アナエロビック・ファーメンテーションとは?

最近よく聞く「アナエロビック」とは、一体何なんだろう?

と思う方も多いと思います。

元々は、コスタリカのコーヒー生産者の一人が作り上げた精製方法です。

今では、多くのコーヒー生産国でも生産されています。

そんな新しい精製方法を、出来るだけ解りやすく解説して行きたいと思います!

嫌気性発酵

アナエロビック・ファーメンテーションとは

嫌気性発酵(けんきせいはっこう)をした精製方法です。

嫌気性発酵とは、「空気を嫌う微生物」によって発酵を促すと言うものです

今までは、好気性発酵が一般的で主にナチュラルなどがこれに当たり天日乾燥時に空気・水分・果実により「空気を好む微生物」によって発酵を促しフレーバーの良いコーヒーを精製していました。

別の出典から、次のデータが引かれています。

//! Blend-or-stack decision from temporal sequencing language.

use crate::intent::normalize_text;

/// Sequencing markers. Multi-word markers are listed before the single words
/// they contain so the longer one wins at the same position.
pub const SEQUENCE_MARKERS: &[&str] =
    &["and then", "followed by", "afterwards", "then", "after", "later"];

#[derive(Clone, Debug, PartialEq, Eq)]
pub enum GateDecision {
    Blend,
    Stack { onset: String, sustain: String },
}

impl GateDecision {
    pub fn is_stack(&self) -> bool {
        matches!(self, Self::Stack { .. })
    }
}

#[derive(Debug, Clone, Copy)]
pub struct ModeGate {
    markers: &'static [&'static str],
}

impl Default for ModeGate {
    fn default() -> Self {
        Self::new()
    }
}

impl ModeGate {
    pub fn new() -> Self {
        Self { markers: SEQUENCE_MARKERS }
    }

    /// Splits the intent at its first sequencing marker. A stack needs words
    /// on both sides of the marker; anything else stays a flat blend.
    pub fn decide(&self, text: &str) -> GateDecision {
        let normalized = normalize_text(text);
        let tokens: Vec<&str> = normalized.split(' ').filter(|token| !token.is_empty()).collect();

        let Some((position, width)) = self.first_marker(&tokens) else {
            return GateDecision::Blend;
        };

        let onset = tokens[..position].join(" ");
        let sustain = tokens[position + width..].join(" ");
        if onset.is_empty() || sustain.is_empty() {
            return GateDecision::Blend;
        }
        GateDecision::Stack { onset, sustain }
    }

    /// Earliest (token index, token width) of any marker.
    fn first_marker(&self, tokens: &[&str]) -> Option<(usize, usize)> {
        let mut best: Option<(usize, usize)> = None;
        for marker in self.markers {
            let words: Vec<&str> = marker.split(' ').collect();
            let found = tokens.windows(words.len()).position(|window| window == words.as_slice());
            if let Some(position) = found {
                let earlier = match best {
                    None => true,
                    Some((current, width)) => {
                        position < current || (position == current && words.len() > width)
                    }
                };
                if earlier {
                    best = Some((position, words.len()));
                }
            }
        }
        best
    }
}

#[cfg(test)]
mod tests {
    use super::{GateDecision, ModeGate};

    #[test]
    fn plain_intent_is_a_blend() {
        assert_eq!(ModeGate::new().decide("relaxed evening, no anxiety"), GateDecision::Blend);
        assert_eq!(ModeGate::new().decide(""), GateDecision::Blend);
    }

    #[test]
    fn then_splits_into_onset_and_sustain() {
        assert_eq!(
            ModeGate::new().decide("Energize me, then help me wind down."),
            GateDecision::Stack {
                onset: "energize me".to_string(),
                sustain: "help me wind down".to_string(),
            }
        );
    }

    #[test]
    fn and_then_is_consumed_as_one_marker() {
        assert_eq!(
            ModeGate::new().decide("creative session and then sleep"),
            GateDecision::Stack {
                onset: "creative session".to_string(),
                sustain: "sleep".to_string(),
            }
        );
    }

    #[test]
    fn splits_at_first_marker_only() {
        let decision = ModeGate::new().decide("focus first then relax later");
        assert_eq!(
            decision,
            GateDecision::Stack {
                onset: "focus first".to_string(),
                sustain: "relax later".to_string(),
            }
        );
    }

    #[test]
    fn marker_without_both_sides_stays_a_blend() {
        let gate = ModeGate::new();
        assert!(!gate.decide("after dinner, something calm").is_stack());
        assert!(!gate.decide("something to enjoy later").is_stack());
    }

    #[test]
    fn markers_match_whole_words() {
        assert!(!ModeGate::new().decide("an afternoon of thenar massage").is_stack());
    }
}
impl<'a> ExplanationBuilder<'a> {
    pub fn new(resolver: &'a dyn TagResolver) -> Self {
        Self { resolver }
    }

    pub fn build(&self, output: &EngineOutput) -> ExplanationPayload {
        let (mode, sections) = match output {
            EngineOutput::Blend(blend) => ("blend", vec![self.section(None, None, blend)]),
            EngineOutput::Stack(stack) => (
                "stack",
                stack
                    .phases()
                    .iter()
                    .map(|phase| {
                        self.section(Some(phase.phase), Some(phase.intent_text.clone()), &phase.output)
                    })
                    .collect(),
            ),
        };

        ExplanationPayload {
            contract: NARRATION_CONTRACT.to_string(),
            mode: mode.to_string(),
            sections,
        }
    }

    fn section(
        &self,
        phase: Option<PhaseKind>,
        intent_text: Option<String>,
        output: &BlendOutput,
    ) -> SectionExplanation {
        SectionExplanation {
            phase,
            intent_text,
            error: output.error().map(|code| ErrorExplanation {
                code: code.as_str().to_string(),
                message: code.message().to_string(),
            }),
            candidates_evaluated: output.audit().candidates_evaluated,
            recommendations: output
                .recommendations()
                .iter()
                .map(|recommendation| self.blend(recommendation))
                .collect(),
        }
    }

    fn blend(&self, recommendation: &Recommendation) -> BlendExplanation {
        let evaluation = &recommendation.evaluation;
        let aggregate = &evaluation.aggregate;

        let components = recommendation
            .blend
            .components()
            .iter()
            .map(|component| {
                let tag = self.resolver.resolve(&component.chemotype_id).unwrap_or_else(|| {
                    DisplayTag { display_name: component.name.clone(), tags: Vec::new() }
                });
                ComponentLine {
                    chemotype_id: component.chemotype_id.to_string(),
                    display_name: tag.display_name,
                    tags: tag.tags,
                    share: percent(component.ratio),
                }
            })
            .collect();

        BlendExplanation {
            rank: recommendation.rank,
            score: format!("{:.1}", evaluation.blend_score),
            confidence: percent(evaluation.confidence),
            components,
            effects: aggregate
                .effects
                .iter()
                .map(|(dimension, level)| EffectLine {
                    dimension: dimension.as_str().to_string(),
                    level: format!("{level:.2}"),
                })
                .collect(),
            thc_percent: aggregate.cannabinoids.thc.map(|value| format!("{value:.1}%")),
            cbd_percent: aggregate.cannabinoids.cbd.map(|value| format!("{value:.1}%")),
            terpenes: aggregate.terpenes.keys().cloned().collect(),
            dominant_contributors: evaluation
                .dominant_contributors
                .iter()
                .map(|entry| ContributorLine {
                    terpene: entry.terpene.clone(),
                    share: format!("{:.0}%", entry.percent_share),
                })
                .collect(),
            interactions: evaluation
                .interactions
                .iter()
                .map(|interaction| InteractionLine {
                    terpenes: interaction.terpenes.clone(),
                    kind: interaction.kind,
                    magnitude: interaction.magnitude,
                    effect: interaction.effect.clone(),
                })
                .collect(),
            risks_incurred: evaluation
                .risks_incurred
                .iter()
                .map(|risk| RiskLine { kind: risk.kind, severity: risk.severity, reason: risk.reason.clone() })
                .collect(),
            risks_managed: evaluation
                .risks_managed
                .iter()
                .map(|risk| ManagedRiskLine {
                    kind: risk.kind,
                    severity: risk.severity,
                    mitigating_factor: risk.mitigating_factor.clone(),
                    strategy: risk.strategy.clone(),
                })
                .collect(),
        }
    }
}

impl ExplanationPayload {
    /// Every numeric token appearing anywhere in the payload.
    pub fn quoted_numbers(&self) -> BTreeSet<String> {
        let mut numbers = BTreeSet::new();
        if let Ok(value) = serde_json::to_value(self) {
            collect_numbers(&value, &mut numbers);
        }
        numbers
    }

    /// Terpene names the payload mentions in any recommendation.
    pub fn terpene_names(&self) -> BTreeSet<String> {
        let mut names = BTreeSet::new();
        for blend in self.sections.iter().flat_map(|section| &section.recommendations) {
            names.extend(blend.terpenes.iter().cloned());
            names.extend(blend.dominant_contributors.iter().map(|entry| entry.terpene.clone()));
            for interaction in &blend.interactions {
                names.extend(interaction.terpenes.iter().cloned());
            }
        }
        names
    }
}

fn collect_numbers(value: &serde_json::Value, out: &mut BTreeSet<String>) {
    match value {
        serde_json::Value::String(text) => out.extend(numeric_tokens(text)),
        serde_json::Value::Number(number) => {
            out.insert(number.to_string());
        }
        serde_json::Value::Array(items) => items.iter().for_each(|item| collect_numbers(item, out)),
        serde_json::Value::Object(map) => map.values().for_each(|item| collect_numbers(item, out)),
        serde_json::Value::Bool(_) | serde_json::Value::Null => {}
    }
}

/// Digit runs, with one inner decimal point, e.g. `41`, `0.62`, `12.5`.
pub fn numeric_tokens(text: &str) -> Vec<String> {
    let chars: Vec<char> = text.chars().collect();
    let mut tokens = Vec::new();
    let mut index = 0;

    while index < chars.len() {
        if !chars[index].is_ascii_digit() {
            index += 1;
            continue;
        }
        let start = index;
        let mut seen_point = false;
        while index < chars.len() {
            let ch = chars[index];
            let inner_point = ch == '.'
                && !seen_point
                && chars.get(index + 1).is_some_and(|next| next.is_ascii_digit());
            if ch.is_ascii_digit() {
                index += 1;
            } else if inner_point {
                seen_point = true;
                index += 1;
            } else {
                break;
            }
        }
        tokens.push(chars[start..index].iter().collect());
    }

    tokens
}

pub trait Narrator {
    fn narrate(&self, payload: &ExplanationPayload) -> String;
}

/// Deterministic narrator that only stitches payload fields together.
#[derive(Debug, Clone, Copy, Default)]
pub struct TemplateNarrator;

impl TemplateNarrator {
    fn narrate_section(section: &SectionExplanation) -> String {
        let heading = match (&section.phase, &section.intent_text) {
            (Some(phase), Some(text)) => format!("{} phase ({text}): ", capitalize(phase.as_str())),
            (Some(phase), None) => format!("{} phase: ", capitalize(phase.as_str())),
            _ => String::new(),
        };

        if let Some(error) = &section.error {
            return format!("{heading}{}", error.message);
        }
        let Some(best) = section.recommendations.first() else {
            return format!("{heading}No recommendation is available.");
        };

        let mix = best
            .components
            .iter()
            .map(|component| format!("{} {}", component.share, component.display_name))
            .collect::<Vec<_>>()
            .join(", ");
        let mut sentences = vec![format!(
            "{heading}The top blend is {mix}, scoring {} with {} confidence.",
            best.score, best.confidence
        )];

        if !best.dominant_contributors.is_empty() {
            let leaders = best
                .dominant_contributors
                .iter()
                .map(|entry| format!("{} ({})", entry.terpene, entry.share))
                .collect::<Vec<_>>()
                .join(", ");
            sentences.push(format!("Its effect profile is led by {leaders}."));
        }
        for interaction in &best.interactions {
            sentences.push(format!(
                "{} and {} show {} {}: {}.",
                interaction.terpenes[0],
                interaction.terpenes[1],
                magnitude_label(interaction.magnitude),
                kind_label(interaction.kind),
                interaction.effect
            ));
        }
        for risk in &best.risks_managed {
            sentences.push(format!(
                "Managed {} risk via {}: {}.",
                risk.kind.label(),
                risk.mitigating_factor,
                risk.strategy
            ));
        }
        for risk in &best.risks_incurred {
            sentences.push(format!("Watch for {} risk: {}.", risk.kind.label(), risk.reason));
        }

        sentences.join(" ")
    }
}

今まで嫌気性発酵で発酵させた人はおらず、その為今までの発酵工程とは違うので味わいや風味も大きく変わって来ると言うことです。

元々は、ワインなどで古くから使われていた発酵方法です。

コスタリカのコーヒ生産者が、好奇心から始まりコーヒーにも利用できるように研究し、作り上げた精製方法で世界的にも高く評価されています。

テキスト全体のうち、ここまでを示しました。